A little bit on project management
I just wanted to talk a bit about how I use to manage the projects I’m working on. I (ab)use Midnight Inbox for my project management. It may not be created for this task, but I’ve never really understood the whole GTD idea; maybe I should read the book, but I’m probably too busy for that 😉
Anyway, Inbox provides a REALLY great way to me to sort my stuff. I probably only use a small fraction of the app but for what I need it’s unbelievable reliable to me.
As you can see on the screenshots there’re several categories on the left like Collect, Process, Organize, etc. From all these I only use the organize category.
For each of my Projects I created a Item there and whenever I think of a new feature for some project I just add it there.
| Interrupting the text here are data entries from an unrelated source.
//! Matrix type for 2D numeric data.

use std::fmt;

use num_traits::Signed;
use serde::{Deserialize, Serialize};

use super::Vector;
use crate::error::{LinealError, Result};
use crate::traits::{Scalar, Sqrt};

/// A 2D matrix of numeric values (row-major storage).
///
/// Row and column counts are set at construction and never change; every
/// row has exactly `n_cols` elements by construction.
///
/// # Examples
///
/// ```
/// use lineal::primitives::Matrix;
///
/// let m = Matrix::from_vec(2, 3, vec![1.0, 2.0, 3.0, 4.0, 5.0, 6.0])
///     .expect("data length matches rows * cols");
/// assert_eq!(m.shape(), (2, 3));
/// ```
#[derive(Debug, Clone, PartialEq, Serialize, Deserialize)]
pub struct Matrix<T> {
    data: Vec<T>,
    rows: usize,
    cols: usize,
}

impl<T: Copy> Matrix<T> {
    /// Creates a new matrix from a vector of data.
    ///
    /// # Errors
    ///
    /// Returns [`LinealError::DimensionMismatch`] if data length doesn't
    /// match `rows * cols`.
    pub fn from_vec(rows: usize, cols: usize, data: Vec<T>) -> Result<Self> {
        if data.len() != rows * cols {
            return Err(LinealError::dimension_mismatch(
                "rows*cols",
                rows * cols,
                data.len(),
            ));
        }
        Ok(Self { data, rows, cols })
    }

    /// Returns the shape as (rows, cols).
    #[must_use]
    pub fn shape(&self) -> (usize, usize) {
        (self.rows, self.cols)
    }

    /// Returns the number of rows.
    #[must_use]
    pub fn n_rows(&self) -> usize {
        self.rows
    }

    /// Returns the number of columns.
    #[must_use]
    pub fn n_cols(&self) -> usize {
        self.cols
    }

    /// Gets the element at (row, col).
    ///
    /// # Errors
    ///
    /// Returns [`LinealError::IndexOutOfRange`] if either index is out of
    /// bounds.
    pub fn get(&self, row: usize, col: usize) -> Result<T> {
        self.check_index(row, col)?;
        Ok(self.data[row * self.cols + col])
    }

    /// Sets the element at (row, col).
    ///
    /// # Errors
    ///
    /// Returns [`LinealError::IndexOutOfRange`] if either index is out of
    /// bounds.
    pub fn set(&mut self, row: usize, col: usize, value: T) -> Result<()> {
        self.check_index(row, col)?;
        self.data[row * self.cols + col] = value;
        Ok(())
    }

    /// Returns a row as a Vector.
    ///
    /// # Errors
    ///
    /// Returns [`LinealError::IndexOutOfRange`] if `row_idx >= n_rows`.
    pub fn row(&self, row_idx: usize) -> Result<Vector<T>> {
        if row_idx >= self.rows {
            return Err(LinealError::index_out_of_range("row", row_idx, self.rows));
        }
        let start = row_idx * self.cols;
        let end = start + self.cols;
        Ok(Vector::from_slice(&self.data[start..end]))
    }

    /// Returns a column as a Vector.
    ///
    /// # Errors
    ///
    /// Returns [`LinealError::IndexOutOfRange`] if `col_idx >= n_cols`.
    pub fn column(&self, col_idx: usize) -> Result<Vector<T>> {
        if col_idx >= self.cols {
            return Err(LinealError::index_out_of_range(
                "column", col_idx, self.cols,
            ));
        }
        let data: Vec<T> = (0..self.rows)
            .map(|row| self.data[row * self.cols + col_idx])
            .collect();
        Ok(Vector::from_vec(data))
    }

    /// Returns the underlying data as a slice.
    #[must_use]
    pub fn as_slice(&self) -> &[T] {
        &self.data
    }

    fn check_index(&self, row: usize, col: usize) -> Result<()> {
        if row >= self.rows {
            return Err(LinealError::index_out_of_range("row", row, self.rows));
        }
        if col >= self.cols {
            return Err(LinealError::index_out_of_range("column", col, self.cols));
        }
        Ok(())
    }

    fn check_2x2(&self, operation: &str) -> Result<()> {
        if self.rows != 2 || self.cols != 2 {
            return Err(LinealError::unsupported_shape(
                operation, self.rows, self.cols,
            ));
        }
        Ok(())
    }
}

impl<T: Scalar> Matrix<T> {
    /// Creates a matrix of zeros.
    #[must_use]
    pub fn zeros(rows: usize, cols: usize) -> Self {
        Self {
            data: vec![T::zero(); rows * cols],
            rows,
            cols,
        }
    }

    /// Creates an identity matrix.
    #[must_use]
    pub fn eye(n: usize) -> Self {
        let mut data = vec![T::zero(); n * n];
        for i in 0..n {
            data[i * n + i] = T::one();
        }
        Self {
            data,
            rows: n,
            cols: n,
        }
    }

    /// Transposes the matrix.
    #[must_use]
    pub fn transpose(&self) -> Self {
        let mut data = vec![T::zero(); self.rows * self.cols];
        for i in 0..self.rows {
            for j in 0..self.cols {
                data[j * self.rows + i] = self.data[i * self.cols + j];
            }
        }
        Self {
            data,
            rows: self.cols,
            cols: self.rows,
        }
    }

    /// Adds another matrix element-wise.
    ///
    /// # Errors
    ///
    /// Returns [`LinealError::DimensionMismatch`] if shapes differ.
    pub fn add(&self, other: &Self) -> Result<Self> {
        if self.rows != other.rows || self.cols != other.cols {
            return Err(LinealError::shape_mismatch(self.shape(), other.shape()));
        }
        let data: Vec<T> = self
            .data
            .iter()
            .zip(other.data.iter())
            .map(|(&a, &b)| a + b)
            .collect();
        Ok(Self {
            data,
            rows: self.rows,
            cols: self.cols,
        })
    }

    /// Subtracts another matrix element-wise.
    ///
    /// # Errors
    ///
    /// Returns [`LinealError::DimensionMismatch`] if shapes differ.
    pub fn sub(&self, other: &Self) -> Result<Self> {
        if self.rows != other.rows || self.cols != other.cols {
            return Err(LinealError::shape_mismatch(self.shape(), other.shape()));
        }
        let data: Vec<T> = self
            .data
            .iter()
            .zip(other.data.iter())
            .map(|(&a, &b)| a - b)
            .collect();
        Ok(Self {
            data,
            rows: self.rows,
            cols: self.cols,
        })
    }

    /// Multiplies each element by a scalar.
    #[must_use]
    pub fn mul_scalar(&self, scalar: T) -> Self {
        Self {
            data: self.data.iter().map(|&x| x * scalar).collect(),
            rows: self.rows,
            cols: self.cols,
        }
    }

    /// Matrix-matrix multiplication.
    ///
    /// # Errors
    ///
    /// Returns [`LinealError::DimensionMismatch`] unless
    /// `self.n_cols() == other.n_rows()`.
    pub fn matmul(&self, other: &Self) -> Result<Self> {
        if self.cols != other.rows {
            return Err(LinealError::dimension_mismatch(
                "inner dimension",
                self.cols,
                other.rows,
            ));
        }
        let mut data = vec![T::zero(); self.rows * other.cols];
        for i in 0..self.rows {
            for j in 0..other.cols {
                let mut sum = T::zero();
                for k in 0..self.cols {
                    sum = sum + self.data[i * self.cols + k] * other.data[k * other.cols + j];
                }
                data[i * other.cols + j] = sum;
            }
        }
        Ok(Self {
            data,
            rows: self.rows,
            cols: other.cols,
        })
    }

    /// Determinant, defined for 2x2 matrices only.
    ///
    /// # Errors
    ///
    /// Returns [`LinealError::UnsupportedShape`] for any other shape.
    pub fn determinant(&self) -> Result<T> {
        self.check_2x2("determinant")?;
        Ok(self.data[0] * self.data[3] - self.data[1] * self.data[2])
    }
}

impl<T: Scalar + Sqrt> Matrix<T> {
    /// Frobenius norm: square root of the sum of squares of all elements.
    ///
    /// Truncates for integer `T`, like the rest of integer arithmetic here.
    #[must_use]
    pub fn norm(&self) -> T {
        self.data
            .iter()
            .fold(T::zero(), |acc, &x| acc + x * x)
            .sqrt()
    }
}

impl<T: Scalar + Signed> Matrix<T> {
    /// Inverse, defined for 2x2 matrices only.
    ///
    /// Swaps the diagonal, negates the off-diagonal, and divides every
    /// entry by the determinant. Integer `T` truncates per element.
    ///
    /// # Errors
    ///
    /// Returns [`LinealError::UnsupportedShape`] for any shape other than
    /// 2x2, and [`LinealError::SingularMatrix`] when the determinant is
    /// zero.
    pub fn inverse(&self) -> Result<Self> {
        self.check_2x2("inverse")?;
        let det = self.determinant()?;
        if det == T::zero() {
            return Err(LinealError::SingularMatrix {
                det: det.to_string(),
            });
        }
        let data = vec![
            self.data[3] / det,
            -self.data[1] / det,
            -self.data[2] / det,
            self.data[0] / det,
        ];
        Ok(Self {
            data,
            rows: 2,
            cols: 2,
        })
    }
}

impl<T: Scalar + Signed + Sqrt> Matrix<T> {
    /// Eigenvalues of a 2x2 matrix, larger root first.
    ///
    /// Solves the characteristic polynomial: with trace `t = a + d` and
    /// discriminant `t^2 - 4(ad - bc)`, the roots are
    /// `(t ± sqrt(disc)) / 2`. Integer `T` truncates both the square root
    /// and the halving.
    ///
    /// # Errors
    ///
    /// Returns [`LinealError::UnsupportedShape`] for any shape other than
    /// 2x2, and [`LinealError::NegativeDiscriminant`] when the eigenvalues
    /// are a complex pair.
    pub fn eigenvalues(&self) -> Result<[T; 2]> {
        self.check_2x2("eigenvalues")?;
        let a = self.data[0];
        let b = self.data[1];
        let c = self.data[2];
        let d = self.data[3];
        let two = T::one() + T::one();
        let four = two + two;
        let trace = a + d;
        let disc = trace * trace - four * (a * d - b * c);
        if disc < T::zero() {
            return Err(LinealError::NegativeDiscriminant {
                discriminant: disc.to_string(),
            });
        }
        let root = disc.sqrt();
        Ok([(trace + root) / two, (trace - root) / two])
    }
}

/// Renders each row on its own line, elements space-separated.
impl<T: fmt::Display> fmt::Display for Matrix<T> {
    fn fmt(&self, f: &mut fmt::Formatter<'_>) -> fmt::Result {
        for i in 0..self.rows {
            if i > 0 {
                writeln!(f)?;
            }
            for j in 0..self.cols {
                if j > 0 {
                    f.write_str(" ")?;
                }
                write!(f, "{}", self.data[i * self.cols + j])?;
            }
        }
        Ok(())
    }
}

#[cfg(test)]
#[path = "matrix_tests.rs"]
mod tests;

#[cfg(test)]
#[path = "tests_matrix_contract.rs"]
mod contract;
When I finish a feature on the list i just check it and it’s grayed out but still there.
I started to put all the complete features into another item, named after each version that I published:
That’s really helpful when writing the change-list for sparkle and having such a bad memory like I do. 😉
I’m not sure if other people use the same sort of tool to manage their projects and I’m sure there’re tools that have more and better features, but I’m only working on my projects during the weekend so there can be quite a long break between the implementation of two features or even during one feature and Inbox was the simplest way that I found to help me keeping track of the work.
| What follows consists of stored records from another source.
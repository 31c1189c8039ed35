//! Convenience re-exports for common usage.
//!
//! # Usage
//!
//! ```
//! use lineal::prelude::*;
//! ```

pub use crate::error::{LinealError, Result};
pub use crate::primitives::{Matrix, Vector};
pub use crate::traits::{Scalar, Sqrt};
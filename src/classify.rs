//! Terminal-vs-browser client classification.
//!
//! A pure, total function over the request's optional `user-agent` header:
//! case-folded substring match against a fixed allow-list of command-line
//! HTTP client signatures. Browser strings are deliberately *not* listed, so
//! anything unrecognized — including an absent header — classifies as
//! browser-like and passes through to the origin.

/// Signatures of known command-line HTTP clients and libraries.
///
/// `fetch/` keeps its slash so the BSD `fetch` tool does not collide with
/// browser `Fetch` API strings.
pub const TERMINAL_AGENTS: &[&str] = &[
    "curl",
    "wget",
    "httpie",
    "fetch/",
    "lwp-request",
    "python-requests",
    "go-http-client",
];

/// Whether this `user-agent` value belongs to a terminal-style client.
pub fn is_terminal_client(user_agent: Option<&str>) -> bool {
    let ua = match user_agent {
        Some(ua) => ua.to_ascii_lowercase(),
        None => return false,
    };
    TERMINAL_AGENTS.iter().any(|agent| ua.contains(agent))
}
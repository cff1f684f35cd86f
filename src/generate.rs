//! HTML page generation and asset propagation.
//!
//! Takes the parsed posts and the shared HTML shell and writes the output
//! directory:
//!
//! ```text
//! blog/
//! ├── index.html        # Listing of all posts, newest first
//! ├── hello.html        # One page per post (named after the slug)
//! └── portrait.jpg      # Non-markdown source files, copied byte-for-byte
//! ```
//!
//! ## The template shell
//!
//! The shell is an opaque HTML file with five literal tokens — `{{TITLE}}`,
//! `{{META_DESCRIPTION}}`, `{{BACK_LINK}}`, `{{BACK_TEXT}}`, `{{CONTENT}}` —
//! each of which must appear exactly once. Substitution replaces only the
//! first occurrence of each token; that "exactly once" rule is a template
//! authoring constraint, not something checked at runtime.
//!
//! The markup that goes *into* `{{CONTENT}}` (the article scaffold, the
//! index listing) is generated with maud, so per-post interpolation is
//! escaped automatically while the already-rendered markdown fragment is
//! spliced in raw.
//!
//! ## Failure model
//!
//! Single-threaded, fail-fast: the first read, parse, or write error aborts
//! the build with no guarantee about pages not yet written. Reruns overwrite
//! unconditionally, so a rebuild on unchanged input is byte-identical.

use crate::posts::{self, Post, PostError};
use maud::{PreEscaped, html};
use std::fs;
use std::path::{Path, PathBuf};
use thiserror::Error;

#[derive(Error, Debug)]
pub enum BuildError {
    #[error("IO error: {0}")]
    Io(#[from] std::io::Error),
    #[error(transparent)]
    Post(#[from] PostError),
    #[error("Failed to read template {path}: {source}")]
    Template {
        path: PathBuf,
        source: std::io::Error,
    },
}

/// The shared HTML shell, loaded once per build.
pub struct Template(String);

/// Values substituted into the shell's tokens for one page.
struct PageVars<'a> {
    title: &'a str,
    meta_description: &'a str,
    back_link: &'a str,
    back_text: &'a str,
    content: &'a str,
}

impl Template {
    pub fn load(path: &Path) -> Result<Self, BuildError> {
        fs::read_to_string(path)
            .map(Template)
            .map_err(|source| BuildError::Template {
                path: path.to_owned(),
                source,
            })
    }

    /// Literal first-occurrence replacement per token.
    fn render(&self, page: &PageVars) -> String {
        self.0
            .replacen("{{TITLE}}", page.title, 1)
            .replacen("{{META_DESCRIPTION}}", page.meta_description, 1)
            .replacen("{{BACK_LINK}}", page.back_link, 1)
            .replacen("{{BACK_TEXT}}", page.back_text, 1)
            .replacen("{{CONTENT}}", page.content, 1)
    }
}

/// Run the full pipeline: parse posts, render every page, copy assets.
pub fn build(posts_dir: &Path, output_dir: &Path, template_path: &Path) -> Result<(), BuildError> {
    let template = Template::load(template_path)?;
    let posts = posts::read_posts(posts_dir)?;

    fs::create_dir_all(output_dir)?;

    for post in &posts {
        let page = render_post_page(post, &template);
        fs::write(output_dir.join(format!("{}.html", post.slug)), page)?;
        println!("Generated {}.html", post.slug);
    }

    let index = render_index_page(&posts, &template);
    fs::write(output_dir.join("index.html"), index)?;
    println!("Generated index.html");

    copy_assets(posts_dir, output_dir)?;

    println!("Build complete: {} post(s)", posts.len());
    Ok(())
}

/// One post page: article scaffold inside the shell, back link to the
/// listing.
fn render_post_page(post: &Post, template: &Template) -> String {
    let article = html! {
        article {
            header {
                h1 { (post.title) }
                p class="date" { (posts::long_date(&post.date)) }
            }
            div class="content" {
                (PreEscaped(&post.content))
            }
        }
    };

    let meta = if post.description.is_empty() {
        &post.title
    } else {
        &post.description
    };

    template.render(&PageVars {
        title: &post.title,
        meta_description: meta,
        back_link: "/blog/",
        back_text: "Notes",
        content: &article.into_string(),
    })
}

/// The index page: every post as a link plus its long-form date, or a
/// placeholder line when there are no posts.
fn render_index_page(posts: &[Post], template: &Template) -> String {
    let listing = html! {
        h1 { "Notes" }
        ul class="posts-list" {
            @if posts.is_empty() {
                li { "No posts yet." }
            }
            @for post in posts {
                li {
                    a href={ "/blog/" (post.slug) ".html" } { (post.title) }
                    " "
                    span class="date" { (posts::long_date(&post.date)) }
                }
            }
        }
    };

    template.render(&PageVars {
        title: "Notes",
        meta_description: "Notes by Maarten Van Steenkiste",
        back_link: "/",
        back_text: "Home",
        content: &listing.into_string(),
    })
}

/// Copy every non-markdown file in the source directory into the output,
/// overwriting. No filtering beyond "not `.md`".
fn copy_assets(posts_dir: &Path, output_dir: &Path) -> Result<(), BuildError> {
    let entries = match fs::read_dir(posts_dir) {
        Ok(entries) => entries,
        Err(e) if e.kind() == std::io::ErrorKind::NotFound => return Ok(()),
        Err(e) => return Err(e.into()),
    };

    for entry in entries.filter_map(|e| e.ok()) {
        let path = entry.path();
        if path.is_file() && !posts::is_markdown(&path) {
            fs::copy(&path, output_dir.join(entry.file_name()))?;
            println!("Copied {}", entry.file_name().to_string_lossy());
        }
    }
    Ok(())
}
As of 10.5 there’s also a nice todo list in Mail.app which is really helpful, but I tried it and didn’t like it as much as Inbox for my project management. I only use Mail.app for my daily todo-lists now 🙂
November 6th, 2007 at 23:10
I use TaskPaper and a ruby script (since a taskpaper document is simply ascii) to manage projects with tags that contain tags @done and @bug or @feature to generate release notes. It may not be as full featured as a tool such as OmniFocus, Midnight Inbox, or iGTD, but I found all of the extra features to get in the way (time-based tasks, recurring tasks, priorities, % complete). All I need are projects and contexts, if something is due tomorrow I can always give it a tag of @today. Anything more then that I tend to fiddle in the application – I tried both iGTD and an even longer stint with OmniFocus and I really didn’t care for the complexity and bugs that came with all that additional code.